RECORDS SHOWN below:
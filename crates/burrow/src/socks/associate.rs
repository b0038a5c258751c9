//! SOCKS UDP ASSOCIATE over the tunnel.
//!
//! The master binds the relay socket its client talks to; the slave binds
//! an ephemeral socket next to the real destinations. Datagrams cross the
//! tunnel as `SocksDatagram` envelopes on one dedicated stream. The
//! association lives exactly as long as the controlling TCP connection:
//! its read loop is the lifetime anchor, everything else is torn down
//! when it returns.

use std::io::Read;
use std::net::{SocketAddr, TcpStream, ToSocketAddrs, UdpSocket};
use std::sync::Arc;
use std::sync::atomic::{AtomicBool, Ordering};
use std::thread;

use anyhow::{Context, Result};
use log::{debug, warn};
use parking_lot::Mutex;

use super::{unspecified, wire};
use crate::cancel::Cancel;
use crate::config::Tuning;
use crate::error::is_timeout;
use crate::forward::MAX_DATAGRAM;
use crate::mux::Stream;
use crate::proto::{Message, read_frame, write_frame};
use crate::session::SessionCore;
use wire::{DestAddr, Reply};

/// Master half: bind the relay, reply with its address, translate between
/// SOCKS datagrams and tunnel envelopes until the TCP connection ends.
pub(crate) fn serve(
  core: &Arc<SessionCore>,
  mut client: TcpStream,
  request: wire::Request,
  relay_host: &str,
) -> Result<()> {
  let stream = core.send_with_stream(&Message::SocksAssociate)?;
  let relay = match UdpSocket::bind((relay_host, 0)) {
    Ok(relay) => relay,
    Err(err) => {
      let _ = wire::write_reply(&mut client, Reply::GeneralFailure, unspecified());
      stream.close();
      return Err(err).context("binding the udp relay");
    }
  };
  let bound = relay.local_addr().context("relay local address")?;
  wire::write_reply(&mut client, Reply::Succeeded, bound)?;
  debug!("udp relay bound on {bound}");

  // The client may pin its source endpoint in the request; otherwise the
  // first datagram defines it.
  let pinned = match &request.addr {
    DestAddr::Ip(ip) if request.port != 0 && !ip.is_unspecified() => {
      Some(SocketAddr::new(*ip, request.port))
    }
    _ => None,
  };
  let client_endpoint = Arc::new(Mutex::new(pinned));
  let stop = Arc::new(AtomicBool::new(false));
  relay
    .set_read_timeout(Some(core.tuning.poll))
    .context("relay read timeout")?;

  let outbound = {
    let relay = relay.try_clone().context("cloning the relay socket")?;
    let stream = stream.clone();
    let client_endpoint = client_endpoint.clone();
    let stop = stop.clone();
    let cancel = core.cancel.clone();
    thread::Builder::new()
      .name("socks-udp-out".to_string())
      .spawn(move || local_to_remote(relay, stream, client_endpoint, stop, cancel))
      .expect("failed to spawn udp out pump")
  };
  let inbound = {
    let relay = relay.try_clone().context("cloning the relay socket")?;
    let stream = stream.clone();
    let client_endpoint = client_endpoint.clone();
    thread::Builder::new()
      .name("socks-udp-in".to_string())
      .spawn(move || remote_to_local(relay, stream, client_endpoint))
      .expect("failed to spawn udp in pump")
  };

  // Lifetime anchor: nothing meaningful flows here, but when the client
  // hangs up the association is over.
  client.set_read_timeout(Some(core.tuning.poll))?;
  let mut scratch = [0u8; 512];
  loop {
    if core.cancel.is_cancelled() || stop.load(Ordering::SeqCst) {
      break;
    }
    match client.read(&mut scratch) {
      Ok(0) => break,
      Ok(_) => {}
      Err(err) if is_timeout(&err) => {}
      Err(_) => break,
    }
  }
  stop.store(true, Ordering::SeqCst);
  stream.close();
  let _ = outbound.join();
  let _ = inbound.join();
  debug!("udp association on {bound} closed");
  Ok(())
}

/// Relay socket to tunnel: parse each SOCKS datagram, drop fragments,
/// wrap the payload in an envelope.
fn local_to_remote(
  relay: UdpSocket,
  mut stream: Stream,
  client_endpoint: Arc<Mutex<Option<SocketAddr>>>,
  stop: Arc<AtomicBool>,
  cancel: Cancel,
) {
  let mut buf = [0u8; MAX_DATAGRAM];
  loop {
    if stop.load(Ordering::SeqCst) || cancel.is_cancelled() {
      return;
    }
    let (n, from) = match relay.recv_from(&mut buf) {
      Ok(received) => received,
      Err(err) if is_timeout(&err) => continue,
      Err(_) => return,
    };
    {
      let mut expected = client_endpoint.lock();
      match *expected {
        None => *expected = Some(from),
        Some(endpoint) if endpoint != from => {
          debug!("dropping datagram from unexpected source {from}");
          continue;
        }
        Some(_) => {}
      }
    }
    let (frag, addr, port, payload) = match wire::parse_udp_datagram(&buf[..n]) {
      Ok(parsed) => parsed,
      Err(err) => {
        debug!("malformed udp request: {err}");
        continue;
      }
    };
    if frag != 0 {
      warn!("dropping fragmented datagram (frag={frag})");
      continue;
    }
    let envelope = Message::SocksDatagram {
      host: addr.host_string(),
      port,
      data: payload.to_vec(),
    };
    if write_frame(&mut stream, &envelope).is_err() {
      stop.store(true, Ordering::SeqCst);
      return;
    }
  }
}

/// Tunnel to relay socket: rebuild the SOCKS header around each reply and
/// send it to the learned client endpoint.
fn remote_to_local(
  relay: UdpSocket,
  mut stream: Stream,
  client_endpoint: Arc<Mutex<Option<SocketAddr>>>,
) {
  loop {
    match read_frame::<_, Message>(&mut stream) {
      Ok(Message::SocksDatagram { host, port, data }) => {
        let packet = wire::encode_udp_datagram(&host, port, &data);
        let target = *client_endpoint.lock();
        match target {
          Some(target) => {
            let _ = relay.send_to(&packet, target);
          }
          None => debug!("no client endpoint learned yet, dropping a reply"),
        }
      }
      Ok(other) => debug!("unexpected {} inside the relay stream", other.kind()),
      Err(_) => return,
    }
  }
}

/// Dial half, running on the slave: a real UDP socket, envelopes out to
/// their destinations, replies wrapped back into envelopes.
pub(crate) fn dial_side(stream: Stream, tuning: Tuning, cancel: Cancel) {
  let socket = match UdpSocket::bind(("0.0.0.0", 0)) {
    Ok(socket) => socket,
    Err(err) => {
      warn!("cannot bind a udp socket for the association: {err}");
      stream.close();
      return;
    }
  };
  let _ = socket.set_read_timeout(Some(tuning.poll));
  let stop = Arc::new(AtomicBool::new(false));

  let outbound = {
    let socket = match socket.try_clone() {
      Ok(socket) => socket,
      Err(err) => {
        warn!("cannot clone the association socket: {err}");
        stream.close();
        return;
      }
    };
    let mut from_tunnel = stream.clone();
    let stop = stop.clone();
    thread::Builder::new()
      .name("socks-udp-dial-out".to_string())
      .spawn(move || {
        loop {
          match read_frame::<_, Message>(&mut from_tunnel) {
            Ok(Message::SocksDatagram { host, port, data }) => {
              match (host.as_str(), port)
                .to_socket_addrs()
                .ok()
                .and_then(|mut addrs| addrs.next())
              {
                Some(addr) => {
                  let _ = socket.send_to(&data, addr);
                }
                None => debug!("cannot resolve {host}:{port}"),
              }
            }
            Ok(other) => debug!("unexpected {} inside the relay stream", other.kind()),
            Err(_) => {
              stop.store(true, Ordering::SeqCst);
              return;
            }
          }
        }
      })
      .expect("failed to spawn association out pump")
  };

  let mut back = stream.clone();
  let mut buf = [0u8; MAX_DATAGRAM];
  loop {
    if stop.load(Ordering::SeqCst) || cancel.is_cancelled() {
      break;
    }
    match socket.recv_from(&mut buf) {
      Ok((n, from)) => {
        let envelope = Message::SocksDatagram {
          host: from.ip().to_string(),
          port: from.port(),
          data: buf[..n].to_vec(),
        };
        if write_frame(&mut back, &envelope).is_err() {
          break;
        }
      }
      Err(err) if is_timeout(&err) => {}
      Err(_) => break,
    }
  }
  stream.close();
  let _ = outbound.join();
}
End of RECORDS SHOWN.
EXERCISE DIRECTIONS: Write out every line of the records exactly.

ANSWER BELOW:
filename crates/burrow/src/socks/associate.rs
repository b0038a5c258751c9
//! SOCKS UDP ASSOCIATE over the tunnel.
//!
//! The master binds the relay socket its client talks to; the slave binds
//! an ephemeral socket next to the real destinations. Datagrams cross the
//! tunnel as `SocksDatagram` envelopes on one dedicated stream. The
//! association lives exactly as long as the controlling TCP connection:
//! its read loop is the lifetime anchor, everything else is torn down
//! when it returns.

use std::io::Read;
use std::net::{SocketAddr, TcpStream, ToSocketAddrs, UdpSocket};
use std::sync::Arc;
use std::sync::atomic::{AtomicBool, Ordering};
use std::thread;

use anyhow::{Context, Result};
use log::{debug, warn};
use parking_lot::Mutex;

use super::{unspecified, wire};
use crate::cancel::Cancel;
use crate::config::Tuning;
use crate::error::is_timeout;
use crate::forward::MAX_DATAGRAM;
use crate::mux::Stream;
use crate::proto::{Message, read_frame, write_frame};
use crate::session::SessionCore;
use wire::{DestAddr, Reply};

/// Master half: bind the relay, reply with its address, translate between
/// SOCKS datagrams and tunnel envelopes until the TCP connection ends.
pub(crate) fn serve(
  core: &Arc<SessionCore>,
  mut client: TcpStream,
  request: wire::Request,
  relay_host: &str,
) -> Result<()> {
  let stream = core.send_with_stream(&Message::SocksAssociate)?;
  let relay = match UdpSocket::bind((relay_host, 0)) {
    Ok(relay) => relay,
    Err(err) => {
      let _ = wire::write_reply(&mut client, Reply::GeneralFailure, unspecified());
      stream.close();
      return Err(err).context("binding the udp relay");
    }
  };
  let bound = relay.local_addr().context("relay local address")?;
  wire::write_reply(&mut client, Reply::Succeeded, bound)?;
  debug!("udp relay bound on {bound}");

  // The client may pin its source endpoint in the request; otherwise the
  // first datagram defines it.
  let pinned = match &request.addr {
    DestAddr::Ip(ip) if request.port != 0 && !ip.is_unspecified() => {
      Some(SocketAddr::new(*ip, request.port))
    }
    _ => None,
  };
  let client_endpoint = Arc::new(Mutex::new(pinned));
  let stop = Arc::new(AtomicBool::new(false));
  relay
    .set_read_timeout(Some(core.tuning.poll))
    .context("relay read timeout")?;

  let outbound = {
    let relay = relay.try_clone().context("cloning the relay socket")?;
    let stream = stream.clone();
    let client_endpoint = client_endpoint.clone();
    let stop = stop.clone();
    let cancel = core.cancel.clone();
    thread::Builder::new()
      .name("socks-udp-out".to_string())
      .spawn(move || local_to_remote(relay, stream, client_endpoint, stop, cancel))
      .expect("failed to spawn udp out pump")
  };
  let inbound = {
    let relay = relay.try_clone().context("cloning the relay socket")?;
    let stream = stream.clone();
    let client_endpoint = client_endpoint.clone();
    thread::Builder::new()
      .name("socks-udp-in".to_string())
      .spawn(move || remote_to_local(relay, stream, client_endpoint))
      .expect("failed to spawn udp in pump")
  };

  // Lifetime anchor: nothing meaningful flows here, but when the client
  // hangs up the association is over.
  client.set_read_timeout(Some(core.tuning.poll))?;
  let mut scratch = [0u8; 512];
  loop {
    if core.cancel.is_cancelled() || stop.load(Ordering::SeqCst) {
      break;
    }
    match client.read(&mut scratch) {
      Ok(0) => break,
      Ok(_) => {}
      Err(err) if is_timeout(&err) => {}
      Err(_) => break,
    }
  }
  stop.store(true, Ordering::SeqCst);
  stream.close();
  let _ = outbound.join();
  let _ = inbound.join();
  debug!("udp association on {bound} closed");
  Ok(())
}

/// Relay socket to tunnel: parse each SOCKS datagram, drop fragments,
/// wrap the payload in an envelope.
fn local_to_remote(
  relay: UdpSocket,
  mut stream: Stream,
  client_endpoint: Arc<Mutex<Option<SocketAddr>>>,
  stop: Arc<AtomicBool>,
  cancel: Cancel,
) {
  let mut buf = [0u8; MAX_DATAGRAM];
  loop {
    if stop.load(Ordering::SeqCst) || cancel.is_cancelled() {
      return;
    }
    let (n, from) = match relay.recv_from(&mut buf) {
      Ok(received) => received,
      Err(err) if is_timeout(&err) => continue,
      Err(_) => return,
    };
    {
      let mut expected = client_endpoint.lock();
      match *expected {
        None => *expected = Some(from),
        Some(endpoint) if endpoint != from => {
          debug!("dropping datagram from unexpected source {from}");
          continue;
        }
        Some(_) => {}
      }
    }
    let (frag, addr, port, payload) = match wire::parse_udp_datagram(&buf[..n]) {
      Ok(parsed) => parsed,
      Err(err) => {
        debug!("malformed udp request: {err}");
        continue;
      }
    };
    if frag != 0 {
      warn!("dropping fragmented datagram (frag={frag})");
      continue;
    }
    let envelope = Message::SocksDatagram {
      host: addr.host_string(),
      port,
      data: payload.to_vec(),
    };
    if write_frame(&mut stream, &envelope).is_err() {
      stop.store(true, Ordering::SeqCst);
      return;
    }
  }
}

/// Tunnel to relay socket: rebuild the SOCKS header around each reply and
/// send it to the learned client endpoint.
fn remote_to_local(
  relay: UdpSocket,
  mut stream: Stream,
  client_endpoint: Arc<Mutex<Option<SocketAddr>>>,
) {
  loop {
    match read_frame::<_, Message>(&mut stream) {
      Ok(Message::SocksDatagram { host, port, data }) => {
        let packet = wire::encode_udp_datagram(&host, port, &data);
        let target = *client_endpoint.lock();
        match target {
          Some(target) => {
            let _ = relay.send_to(&packet, target);
          }
          None => debug!("no client endpoint learned yet, dropping a reply"),
        }
      }
      Ok(other) => debug!("unexpected {} inside the relay stream", other.kind()),
      Err(_) => return,
    }
  }
}

/// Dial half, running on the slave: a real UDP socket, envelopes out to
/// their destinations, replies wrapped back into envelopes.
pub(crate) fn dial_side(stream: Stream, tuning: Tuning, cancel: Cancel) {
  let socket = match UdpSocket::bind(("0.0.0.0", 0)) {
    Ok(socket) => socket,
    Err(err) => {
      warn!("cannot bind a udp socket for the association: {err}");
      stream.close();
      return;
    }
  };
  let _ = socket.set_read_timeout(Some(tuning.poll));
  let stop = Arc::new(AtomicBool::new(false));

  let outbound = {
    let socket = match socket.try_clone() {
      Ok(socket) => socket,
      Err(err) => {
        warn!("cannot clone the association socket: {err}");
        stream.close();
        return;
      }
    };
    let mut from_tunnel = stream.clone();
    let stop = stop.clone();
    thread::Builder::new()
      .name("socks-udp-dial-out".to_string())
      .spawn(move || {
        loop {
          match read_frame::<_, Message>(&mut from_tunnel) {
            Ok(Message::SocksDatagram { host, port, data }) => {
              match (host.as_str(), port)
                .to_socket_addrs()
                .ok()
                .and_then(|mut addrs| addrs.next())
              {
                Some(addr) => {
                  let _ = socket.send_to(&data, addr);
                }
                None => debug!("cannot resolve {host}:{port}"),
              }
            }
            Ok(other) => debug!("unexpected {} inside the relay stream", other.kind()),
            Err(_) => {
              stop.store(true, Ordering::SeqCst);
              return;
            }
          }
        }
      })
      .expect("failed to spawn association out pump")
  };

  let mut back = stream.clone();
  let mut buf = [0u8; MAX_DATAGRAM];
  loop {
    if stop.load(Ordering::SeqCst) || cancel.is_cancelled() {
      break;
    }
    match socket.recv_from(&mut buf) {
      Ok((n, from)) => {
        let envelope = Message::SocksDatagram {
          host: from.ip().to_string(),
          port: from.port(),
          data: buf[..n].to_vec(),
        };
        if write_frame(&mut back, &envelope).is_err() {
          break;
        }
      }
      Err(err) if is_timeout(&err) => {}
      Err(_) => break,
    }
  }
  stream.close();
  let _ = outbound.join();
}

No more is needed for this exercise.